◆ **Problem details**
Go to the line below containing "Report command implementation." and print exactly from there through the line containing "pub(crate) fn print_json<T: Serialize>(value: &T)", both included. Print nothing else.

◆ **Records for processing**
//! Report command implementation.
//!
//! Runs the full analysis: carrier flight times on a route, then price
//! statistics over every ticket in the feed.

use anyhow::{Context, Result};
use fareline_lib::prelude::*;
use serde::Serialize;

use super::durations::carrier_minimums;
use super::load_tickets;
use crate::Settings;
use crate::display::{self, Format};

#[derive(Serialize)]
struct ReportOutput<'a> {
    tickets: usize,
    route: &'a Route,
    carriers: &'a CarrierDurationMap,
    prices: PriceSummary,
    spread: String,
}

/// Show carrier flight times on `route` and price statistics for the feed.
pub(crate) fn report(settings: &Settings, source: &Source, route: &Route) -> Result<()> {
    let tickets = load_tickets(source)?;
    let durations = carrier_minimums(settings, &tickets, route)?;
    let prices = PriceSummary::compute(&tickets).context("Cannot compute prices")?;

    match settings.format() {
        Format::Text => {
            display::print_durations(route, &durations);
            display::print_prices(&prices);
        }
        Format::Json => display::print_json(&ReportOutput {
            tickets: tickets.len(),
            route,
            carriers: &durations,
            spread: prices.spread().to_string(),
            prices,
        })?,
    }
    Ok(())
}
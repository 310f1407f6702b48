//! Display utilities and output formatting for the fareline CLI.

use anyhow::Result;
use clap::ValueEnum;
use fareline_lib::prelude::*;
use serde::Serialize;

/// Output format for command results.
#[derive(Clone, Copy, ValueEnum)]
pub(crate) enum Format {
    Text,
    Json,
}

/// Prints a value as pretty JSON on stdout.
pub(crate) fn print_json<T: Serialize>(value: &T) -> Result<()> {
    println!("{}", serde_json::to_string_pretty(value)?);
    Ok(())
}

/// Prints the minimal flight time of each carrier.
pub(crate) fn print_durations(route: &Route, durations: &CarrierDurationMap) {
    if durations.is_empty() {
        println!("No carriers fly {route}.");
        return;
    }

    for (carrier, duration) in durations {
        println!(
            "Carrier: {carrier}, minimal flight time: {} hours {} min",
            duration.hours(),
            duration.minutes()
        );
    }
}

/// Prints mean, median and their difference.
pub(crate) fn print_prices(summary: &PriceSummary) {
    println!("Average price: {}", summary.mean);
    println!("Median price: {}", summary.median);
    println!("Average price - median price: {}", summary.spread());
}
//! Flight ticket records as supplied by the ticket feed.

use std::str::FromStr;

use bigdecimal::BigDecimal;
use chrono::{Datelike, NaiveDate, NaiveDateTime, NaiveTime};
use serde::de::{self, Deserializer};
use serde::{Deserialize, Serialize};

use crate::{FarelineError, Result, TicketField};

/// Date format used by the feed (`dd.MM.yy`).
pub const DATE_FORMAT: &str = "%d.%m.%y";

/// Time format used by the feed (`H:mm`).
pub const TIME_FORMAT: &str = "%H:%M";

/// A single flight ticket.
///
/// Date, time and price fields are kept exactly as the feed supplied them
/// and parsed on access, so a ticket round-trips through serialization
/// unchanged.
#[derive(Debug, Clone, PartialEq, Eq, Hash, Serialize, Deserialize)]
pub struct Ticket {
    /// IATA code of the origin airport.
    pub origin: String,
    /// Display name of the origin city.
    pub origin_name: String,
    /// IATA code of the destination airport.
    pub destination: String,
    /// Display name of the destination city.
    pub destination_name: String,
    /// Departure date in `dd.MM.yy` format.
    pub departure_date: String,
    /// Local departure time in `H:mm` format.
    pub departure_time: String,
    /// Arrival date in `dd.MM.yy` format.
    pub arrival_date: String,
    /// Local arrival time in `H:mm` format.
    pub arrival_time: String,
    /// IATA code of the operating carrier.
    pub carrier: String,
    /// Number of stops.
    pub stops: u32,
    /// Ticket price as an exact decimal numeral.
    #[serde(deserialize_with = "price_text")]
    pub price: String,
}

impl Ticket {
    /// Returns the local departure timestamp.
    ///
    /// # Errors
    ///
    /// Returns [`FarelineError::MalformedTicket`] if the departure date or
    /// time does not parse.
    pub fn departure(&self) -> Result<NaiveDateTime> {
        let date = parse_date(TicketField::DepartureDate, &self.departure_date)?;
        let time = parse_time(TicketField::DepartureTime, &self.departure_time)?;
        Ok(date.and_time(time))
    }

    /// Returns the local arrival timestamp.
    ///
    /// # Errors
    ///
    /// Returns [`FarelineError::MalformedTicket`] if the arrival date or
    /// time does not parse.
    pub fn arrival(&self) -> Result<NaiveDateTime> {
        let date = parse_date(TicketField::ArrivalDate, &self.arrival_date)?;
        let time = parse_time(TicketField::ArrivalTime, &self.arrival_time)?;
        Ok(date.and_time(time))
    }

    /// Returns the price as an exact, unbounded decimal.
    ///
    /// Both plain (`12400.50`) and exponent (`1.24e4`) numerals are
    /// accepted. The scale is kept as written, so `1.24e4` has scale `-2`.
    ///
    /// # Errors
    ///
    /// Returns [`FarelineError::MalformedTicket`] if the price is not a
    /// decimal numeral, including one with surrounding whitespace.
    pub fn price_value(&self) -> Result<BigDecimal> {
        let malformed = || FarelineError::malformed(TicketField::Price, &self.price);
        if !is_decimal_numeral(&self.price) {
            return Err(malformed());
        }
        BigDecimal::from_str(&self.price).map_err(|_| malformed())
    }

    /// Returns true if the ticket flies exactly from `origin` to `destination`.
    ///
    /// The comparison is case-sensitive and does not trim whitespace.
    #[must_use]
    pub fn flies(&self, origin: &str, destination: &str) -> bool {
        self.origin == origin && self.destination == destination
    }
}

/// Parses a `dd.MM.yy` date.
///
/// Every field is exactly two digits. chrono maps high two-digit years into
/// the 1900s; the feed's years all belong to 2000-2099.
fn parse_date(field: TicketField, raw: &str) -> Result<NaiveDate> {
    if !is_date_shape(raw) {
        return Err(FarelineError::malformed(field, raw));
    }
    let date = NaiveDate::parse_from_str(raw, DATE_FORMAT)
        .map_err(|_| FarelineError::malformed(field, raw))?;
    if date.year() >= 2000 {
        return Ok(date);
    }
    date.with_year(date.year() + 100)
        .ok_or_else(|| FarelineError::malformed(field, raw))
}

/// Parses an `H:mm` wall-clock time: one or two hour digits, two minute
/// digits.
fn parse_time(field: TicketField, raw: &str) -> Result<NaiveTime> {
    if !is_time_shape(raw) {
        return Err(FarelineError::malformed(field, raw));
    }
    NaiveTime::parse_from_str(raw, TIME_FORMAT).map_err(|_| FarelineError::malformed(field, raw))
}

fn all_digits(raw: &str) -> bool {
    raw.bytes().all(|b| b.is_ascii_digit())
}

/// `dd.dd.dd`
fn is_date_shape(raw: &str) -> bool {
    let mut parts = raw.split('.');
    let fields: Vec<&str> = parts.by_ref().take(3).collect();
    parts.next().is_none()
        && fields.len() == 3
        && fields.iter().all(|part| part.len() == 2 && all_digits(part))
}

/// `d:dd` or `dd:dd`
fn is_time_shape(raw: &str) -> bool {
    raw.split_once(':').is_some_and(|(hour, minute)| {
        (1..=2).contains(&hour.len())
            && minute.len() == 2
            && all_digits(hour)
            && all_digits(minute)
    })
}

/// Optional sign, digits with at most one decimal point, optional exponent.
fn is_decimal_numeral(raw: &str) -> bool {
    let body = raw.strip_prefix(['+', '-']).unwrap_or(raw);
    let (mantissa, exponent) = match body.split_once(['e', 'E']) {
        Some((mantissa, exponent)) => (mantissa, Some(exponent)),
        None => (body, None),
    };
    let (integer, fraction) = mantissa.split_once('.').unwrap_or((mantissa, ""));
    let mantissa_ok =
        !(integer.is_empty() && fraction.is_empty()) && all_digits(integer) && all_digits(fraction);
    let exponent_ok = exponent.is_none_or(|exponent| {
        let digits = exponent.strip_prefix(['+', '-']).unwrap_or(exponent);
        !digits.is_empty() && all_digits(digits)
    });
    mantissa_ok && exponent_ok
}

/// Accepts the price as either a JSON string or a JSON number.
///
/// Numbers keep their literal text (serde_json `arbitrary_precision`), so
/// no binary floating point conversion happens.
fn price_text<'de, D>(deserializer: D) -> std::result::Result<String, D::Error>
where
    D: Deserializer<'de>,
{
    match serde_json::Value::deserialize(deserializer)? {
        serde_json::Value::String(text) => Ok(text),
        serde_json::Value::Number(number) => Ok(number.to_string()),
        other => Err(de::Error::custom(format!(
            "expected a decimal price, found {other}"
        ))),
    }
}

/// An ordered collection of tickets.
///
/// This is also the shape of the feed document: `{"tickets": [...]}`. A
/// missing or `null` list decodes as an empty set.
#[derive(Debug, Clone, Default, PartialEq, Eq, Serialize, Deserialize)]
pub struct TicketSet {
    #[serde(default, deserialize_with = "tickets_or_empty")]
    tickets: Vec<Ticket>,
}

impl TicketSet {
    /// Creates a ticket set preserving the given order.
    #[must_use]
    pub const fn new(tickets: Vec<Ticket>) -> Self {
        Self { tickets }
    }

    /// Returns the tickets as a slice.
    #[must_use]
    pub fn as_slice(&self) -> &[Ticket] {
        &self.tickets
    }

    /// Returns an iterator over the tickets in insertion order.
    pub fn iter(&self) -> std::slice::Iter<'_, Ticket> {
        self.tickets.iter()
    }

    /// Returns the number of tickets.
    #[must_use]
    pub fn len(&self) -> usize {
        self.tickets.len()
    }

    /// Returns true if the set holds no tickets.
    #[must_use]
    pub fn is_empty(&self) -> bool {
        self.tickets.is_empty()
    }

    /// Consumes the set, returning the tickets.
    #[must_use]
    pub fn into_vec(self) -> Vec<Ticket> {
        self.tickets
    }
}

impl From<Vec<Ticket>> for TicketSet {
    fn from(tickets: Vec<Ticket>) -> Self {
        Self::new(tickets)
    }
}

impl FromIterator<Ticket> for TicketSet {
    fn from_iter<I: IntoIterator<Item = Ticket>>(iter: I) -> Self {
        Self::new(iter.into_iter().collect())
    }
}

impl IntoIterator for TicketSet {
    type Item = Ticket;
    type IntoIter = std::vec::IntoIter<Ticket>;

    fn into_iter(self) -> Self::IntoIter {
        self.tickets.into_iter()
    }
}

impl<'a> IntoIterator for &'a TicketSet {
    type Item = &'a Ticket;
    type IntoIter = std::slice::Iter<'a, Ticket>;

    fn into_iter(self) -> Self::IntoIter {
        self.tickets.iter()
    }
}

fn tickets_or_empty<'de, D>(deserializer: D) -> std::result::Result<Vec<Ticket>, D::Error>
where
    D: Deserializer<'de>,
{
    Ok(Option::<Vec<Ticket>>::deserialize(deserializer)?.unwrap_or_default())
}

* * *

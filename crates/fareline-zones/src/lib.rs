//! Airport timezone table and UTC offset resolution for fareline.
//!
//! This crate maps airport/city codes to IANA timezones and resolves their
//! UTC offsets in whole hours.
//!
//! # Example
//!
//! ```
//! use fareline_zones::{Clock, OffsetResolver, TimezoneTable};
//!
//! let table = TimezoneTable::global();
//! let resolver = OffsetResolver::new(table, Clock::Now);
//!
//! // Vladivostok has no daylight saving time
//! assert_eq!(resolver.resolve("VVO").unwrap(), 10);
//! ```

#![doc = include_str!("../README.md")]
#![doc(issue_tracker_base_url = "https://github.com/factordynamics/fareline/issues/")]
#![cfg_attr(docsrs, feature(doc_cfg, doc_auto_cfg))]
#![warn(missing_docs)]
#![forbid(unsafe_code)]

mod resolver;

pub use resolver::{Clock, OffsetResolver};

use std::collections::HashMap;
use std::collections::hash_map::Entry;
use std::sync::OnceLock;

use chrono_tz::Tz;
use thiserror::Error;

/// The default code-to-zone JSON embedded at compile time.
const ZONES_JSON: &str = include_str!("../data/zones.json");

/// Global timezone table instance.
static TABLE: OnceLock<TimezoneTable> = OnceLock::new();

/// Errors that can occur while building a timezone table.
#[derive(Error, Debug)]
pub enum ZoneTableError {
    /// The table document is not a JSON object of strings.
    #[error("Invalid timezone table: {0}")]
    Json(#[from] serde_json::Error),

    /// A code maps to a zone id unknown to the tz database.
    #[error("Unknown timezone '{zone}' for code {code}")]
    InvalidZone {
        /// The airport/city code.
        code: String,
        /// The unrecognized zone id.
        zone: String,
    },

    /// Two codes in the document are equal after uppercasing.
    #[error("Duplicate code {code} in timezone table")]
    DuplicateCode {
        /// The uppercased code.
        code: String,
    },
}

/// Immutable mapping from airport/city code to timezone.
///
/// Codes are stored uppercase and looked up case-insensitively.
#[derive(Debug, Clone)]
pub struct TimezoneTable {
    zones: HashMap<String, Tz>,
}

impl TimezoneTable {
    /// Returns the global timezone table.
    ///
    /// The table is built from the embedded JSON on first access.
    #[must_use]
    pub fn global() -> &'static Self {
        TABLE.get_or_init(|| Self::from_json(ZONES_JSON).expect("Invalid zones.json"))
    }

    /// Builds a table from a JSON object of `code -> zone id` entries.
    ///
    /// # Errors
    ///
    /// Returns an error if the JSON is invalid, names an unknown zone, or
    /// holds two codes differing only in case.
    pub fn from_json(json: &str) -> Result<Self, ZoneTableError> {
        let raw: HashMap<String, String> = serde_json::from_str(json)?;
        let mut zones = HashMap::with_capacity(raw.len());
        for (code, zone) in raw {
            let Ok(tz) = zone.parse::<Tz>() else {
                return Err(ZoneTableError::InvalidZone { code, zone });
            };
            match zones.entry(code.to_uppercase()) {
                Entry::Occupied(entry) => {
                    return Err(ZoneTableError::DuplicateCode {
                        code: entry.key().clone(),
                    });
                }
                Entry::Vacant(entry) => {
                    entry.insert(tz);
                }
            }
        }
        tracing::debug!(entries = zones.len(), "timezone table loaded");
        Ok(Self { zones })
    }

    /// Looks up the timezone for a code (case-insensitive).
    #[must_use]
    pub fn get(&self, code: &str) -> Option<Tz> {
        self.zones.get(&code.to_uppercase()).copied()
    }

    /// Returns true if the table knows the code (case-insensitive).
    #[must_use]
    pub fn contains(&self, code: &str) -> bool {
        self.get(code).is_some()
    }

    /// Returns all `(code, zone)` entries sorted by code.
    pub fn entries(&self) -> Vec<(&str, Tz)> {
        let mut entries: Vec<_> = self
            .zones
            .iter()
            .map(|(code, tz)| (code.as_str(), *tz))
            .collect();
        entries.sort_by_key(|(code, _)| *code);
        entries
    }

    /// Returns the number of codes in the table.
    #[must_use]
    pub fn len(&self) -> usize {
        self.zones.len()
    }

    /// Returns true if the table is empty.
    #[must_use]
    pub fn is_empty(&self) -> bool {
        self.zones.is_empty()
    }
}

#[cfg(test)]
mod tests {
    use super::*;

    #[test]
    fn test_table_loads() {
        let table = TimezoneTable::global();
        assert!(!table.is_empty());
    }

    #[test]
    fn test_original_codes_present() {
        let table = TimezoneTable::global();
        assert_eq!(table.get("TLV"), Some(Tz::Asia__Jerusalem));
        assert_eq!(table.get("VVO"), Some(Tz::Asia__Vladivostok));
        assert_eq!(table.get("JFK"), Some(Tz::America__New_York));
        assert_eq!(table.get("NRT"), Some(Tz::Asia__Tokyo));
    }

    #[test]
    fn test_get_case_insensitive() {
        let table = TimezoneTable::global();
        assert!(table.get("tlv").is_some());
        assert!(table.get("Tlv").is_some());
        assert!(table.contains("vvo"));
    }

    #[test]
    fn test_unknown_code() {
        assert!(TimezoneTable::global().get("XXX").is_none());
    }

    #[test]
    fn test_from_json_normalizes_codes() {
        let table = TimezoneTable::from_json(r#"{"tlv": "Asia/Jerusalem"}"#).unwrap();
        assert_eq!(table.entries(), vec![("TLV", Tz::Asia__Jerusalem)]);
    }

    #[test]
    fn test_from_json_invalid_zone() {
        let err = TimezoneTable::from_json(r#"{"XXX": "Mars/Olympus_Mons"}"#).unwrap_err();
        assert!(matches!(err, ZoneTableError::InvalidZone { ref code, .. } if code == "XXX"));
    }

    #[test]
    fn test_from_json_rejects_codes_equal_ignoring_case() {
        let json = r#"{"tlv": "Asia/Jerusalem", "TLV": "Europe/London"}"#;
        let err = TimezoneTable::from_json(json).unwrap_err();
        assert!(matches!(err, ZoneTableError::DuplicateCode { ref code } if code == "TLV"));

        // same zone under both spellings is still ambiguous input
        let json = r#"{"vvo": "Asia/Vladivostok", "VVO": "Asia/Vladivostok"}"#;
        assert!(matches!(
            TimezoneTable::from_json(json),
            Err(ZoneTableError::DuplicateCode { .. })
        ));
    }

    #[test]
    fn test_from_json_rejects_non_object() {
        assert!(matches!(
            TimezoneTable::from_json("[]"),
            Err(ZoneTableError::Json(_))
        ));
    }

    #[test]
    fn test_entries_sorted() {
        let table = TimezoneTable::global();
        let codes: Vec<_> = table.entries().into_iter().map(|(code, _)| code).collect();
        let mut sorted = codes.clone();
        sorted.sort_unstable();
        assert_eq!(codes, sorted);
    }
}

---

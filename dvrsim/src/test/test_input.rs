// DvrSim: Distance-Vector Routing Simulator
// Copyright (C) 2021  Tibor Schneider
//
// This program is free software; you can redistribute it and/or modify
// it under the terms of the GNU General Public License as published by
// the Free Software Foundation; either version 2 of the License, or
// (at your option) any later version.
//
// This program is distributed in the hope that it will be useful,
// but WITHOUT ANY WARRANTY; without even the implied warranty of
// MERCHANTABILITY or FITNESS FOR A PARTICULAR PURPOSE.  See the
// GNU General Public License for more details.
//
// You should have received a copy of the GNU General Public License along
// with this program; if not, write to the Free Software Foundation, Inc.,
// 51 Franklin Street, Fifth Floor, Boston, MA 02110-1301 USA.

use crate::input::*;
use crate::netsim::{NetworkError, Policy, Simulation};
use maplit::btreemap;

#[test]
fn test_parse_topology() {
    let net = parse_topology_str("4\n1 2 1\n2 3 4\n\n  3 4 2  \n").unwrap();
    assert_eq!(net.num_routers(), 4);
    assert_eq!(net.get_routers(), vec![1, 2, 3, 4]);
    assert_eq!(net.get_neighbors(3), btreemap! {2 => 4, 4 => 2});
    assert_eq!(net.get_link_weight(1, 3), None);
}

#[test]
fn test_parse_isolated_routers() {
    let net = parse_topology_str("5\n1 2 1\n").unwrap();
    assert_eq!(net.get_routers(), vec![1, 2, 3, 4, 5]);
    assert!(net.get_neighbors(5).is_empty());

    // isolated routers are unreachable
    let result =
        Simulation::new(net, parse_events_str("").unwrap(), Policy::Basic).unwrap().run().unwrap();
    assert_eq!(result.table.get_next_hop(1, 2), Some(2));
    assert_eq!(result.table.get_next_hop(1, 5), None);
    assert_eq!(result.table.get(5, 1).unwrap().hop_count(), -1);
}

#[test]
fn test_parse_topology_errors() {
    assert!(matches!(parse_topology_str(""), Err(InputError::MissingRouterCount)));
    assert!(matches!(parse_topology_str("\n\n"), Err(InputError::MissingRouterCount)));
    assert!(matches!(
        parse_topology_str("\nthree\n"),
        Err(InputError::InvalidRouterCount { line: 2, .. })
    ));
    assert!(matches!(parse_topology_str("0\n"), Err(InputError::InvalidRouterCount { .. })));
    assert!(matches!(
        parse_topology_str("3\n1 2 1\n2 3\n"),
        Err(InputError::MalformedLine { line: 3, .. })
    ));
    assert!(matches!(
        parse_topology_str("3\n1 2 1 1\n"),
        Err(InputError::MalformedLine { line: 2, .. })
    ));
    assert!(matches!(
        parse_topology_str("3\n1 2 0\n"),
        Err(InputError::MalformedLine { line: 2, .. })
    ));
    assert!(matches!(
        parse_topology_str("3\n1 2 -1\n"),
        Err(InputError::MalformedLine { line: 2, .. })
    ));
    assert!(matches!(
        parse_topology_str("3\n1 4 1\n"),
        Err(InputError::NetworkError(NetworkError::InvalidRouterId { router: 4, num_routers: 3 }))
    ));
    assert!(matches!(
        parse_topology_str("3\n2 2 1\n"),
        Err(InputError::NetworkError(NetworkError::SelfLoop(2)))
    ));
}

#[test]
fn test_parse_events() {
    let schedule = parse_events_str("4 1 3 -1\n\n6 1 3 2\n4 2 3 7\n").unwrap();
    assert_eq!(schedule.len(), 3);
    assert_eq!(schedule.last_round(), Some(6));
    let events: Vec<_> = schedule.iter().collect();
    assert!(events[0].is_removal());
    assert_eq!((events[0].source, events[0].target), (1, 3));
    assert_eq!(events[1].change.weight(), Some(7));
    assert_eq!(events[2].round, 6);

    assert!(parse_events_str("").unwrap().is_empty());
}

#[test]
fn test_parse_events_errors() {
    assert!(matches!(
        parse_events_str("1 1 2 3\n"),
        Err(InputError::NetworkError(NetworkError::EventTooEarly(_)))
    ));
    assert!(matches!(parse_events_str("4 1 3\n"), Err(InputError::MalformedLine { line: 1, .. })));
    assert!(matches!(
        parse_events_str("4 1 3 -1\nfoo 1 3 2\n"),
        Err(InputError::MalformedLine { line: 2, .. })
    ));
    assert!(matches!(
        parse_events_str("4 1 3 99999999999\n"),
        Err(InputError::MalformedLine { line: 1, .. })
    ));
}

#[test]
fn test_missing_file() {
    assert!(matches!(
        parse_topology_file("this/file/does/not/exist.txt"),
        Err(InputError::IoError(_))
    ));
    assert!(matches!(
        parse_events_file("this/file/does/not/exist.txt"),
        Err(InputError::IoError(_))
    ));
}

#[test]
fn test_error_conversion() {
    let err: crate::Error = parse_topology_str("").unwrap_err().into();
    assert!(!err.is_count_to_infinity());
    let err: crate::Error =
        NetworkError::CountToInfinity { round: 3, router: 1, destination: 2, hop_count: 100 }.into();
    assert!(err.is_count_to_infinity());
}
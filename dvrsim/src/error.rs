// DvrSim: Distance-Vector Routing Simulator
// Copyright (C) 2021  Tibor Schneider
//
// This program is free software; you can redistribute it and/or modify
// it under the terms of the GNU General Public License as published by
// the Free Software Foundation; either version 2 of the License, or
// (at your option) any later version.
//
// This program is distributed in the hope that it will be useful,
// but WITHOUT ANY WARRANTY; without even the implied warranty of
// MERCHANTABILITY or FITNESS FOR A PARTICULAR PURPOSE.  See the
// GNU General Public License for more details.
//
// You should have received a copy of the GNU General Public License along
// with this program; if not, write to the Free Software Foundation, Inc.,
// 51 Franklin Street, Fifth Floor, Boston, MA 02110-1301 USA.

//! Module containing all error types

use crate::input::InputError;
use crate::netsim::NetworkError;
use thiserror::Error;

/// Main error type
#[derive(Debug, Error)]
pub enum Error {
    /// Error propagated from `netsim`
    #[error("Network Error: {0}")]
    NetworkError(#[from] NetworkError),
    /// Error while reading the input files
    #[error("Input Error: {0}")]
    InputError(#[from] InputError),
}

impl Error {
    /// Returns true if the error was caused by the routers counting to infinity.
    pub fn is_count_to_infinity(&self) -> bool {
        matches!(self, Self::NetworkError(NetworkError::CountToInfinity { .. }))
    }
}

◆ **Output**
//! Report command implementation.
//!
//! Runs the full analysis: carrier flight times on a route, then price
//! statistics over every ticket in the feed.

use anyhow::{Context, Result};
use fareline_lib::prelude::*;
use serde::Serialize;

use super::durations::carrier_minimums;
use super::load_tickets;
use crate::Settings;
use crate::display::{self, Format};

#[derive(Serialize)]
struct ReportOutput<'a> {
    tickets: usize,
    route: &'a Route,
    carriers: &'a CarrierDurationMap,
    prices: PriceSummary,
    spread: String,
}

/// Show carrier flight times on `route` and price statistics for the feed.
pub(crate) fn report(settings: &Settings, source: &Source, route: &Route) -> Result<()> {
    let tickets = load_tickets(source)?;
    let durations = carrier_minimums(settings, &tickets, route)?;
    let prices = PriceSummary::compute(&tickets).context("Cannot compute prices")?;

    match settings.format() {
        Format::Text => {
            display::print_durations(route, &durations);
            display::print_prices(&prices);
        }
        Format::Json => display::print_json(&ReportOutput {
            tickets: tickets.len(),
            route,
            carriers: &durations,
            spread: prices.spread().to_string(),
            prices,
        })?,
    }
    Ok(())
}
repository 310f1407f6702b48
//! Display utilities and output formatting for the fareline CLI.

use anyhow::Result;
use clap::ValueEnum;
use fareline_lib::prelude::*;
use serde::Serialize;

/// Output format for command results.
#[derive(Clone, Copy, ValueEnum)]
pub(crate) enum Format {
    Text,
    Json,
}

/// Prints a value as pretty JSON on stdout.
pub(crate) fn print_json<T: Serialize>(value: &T) -> Result<()> {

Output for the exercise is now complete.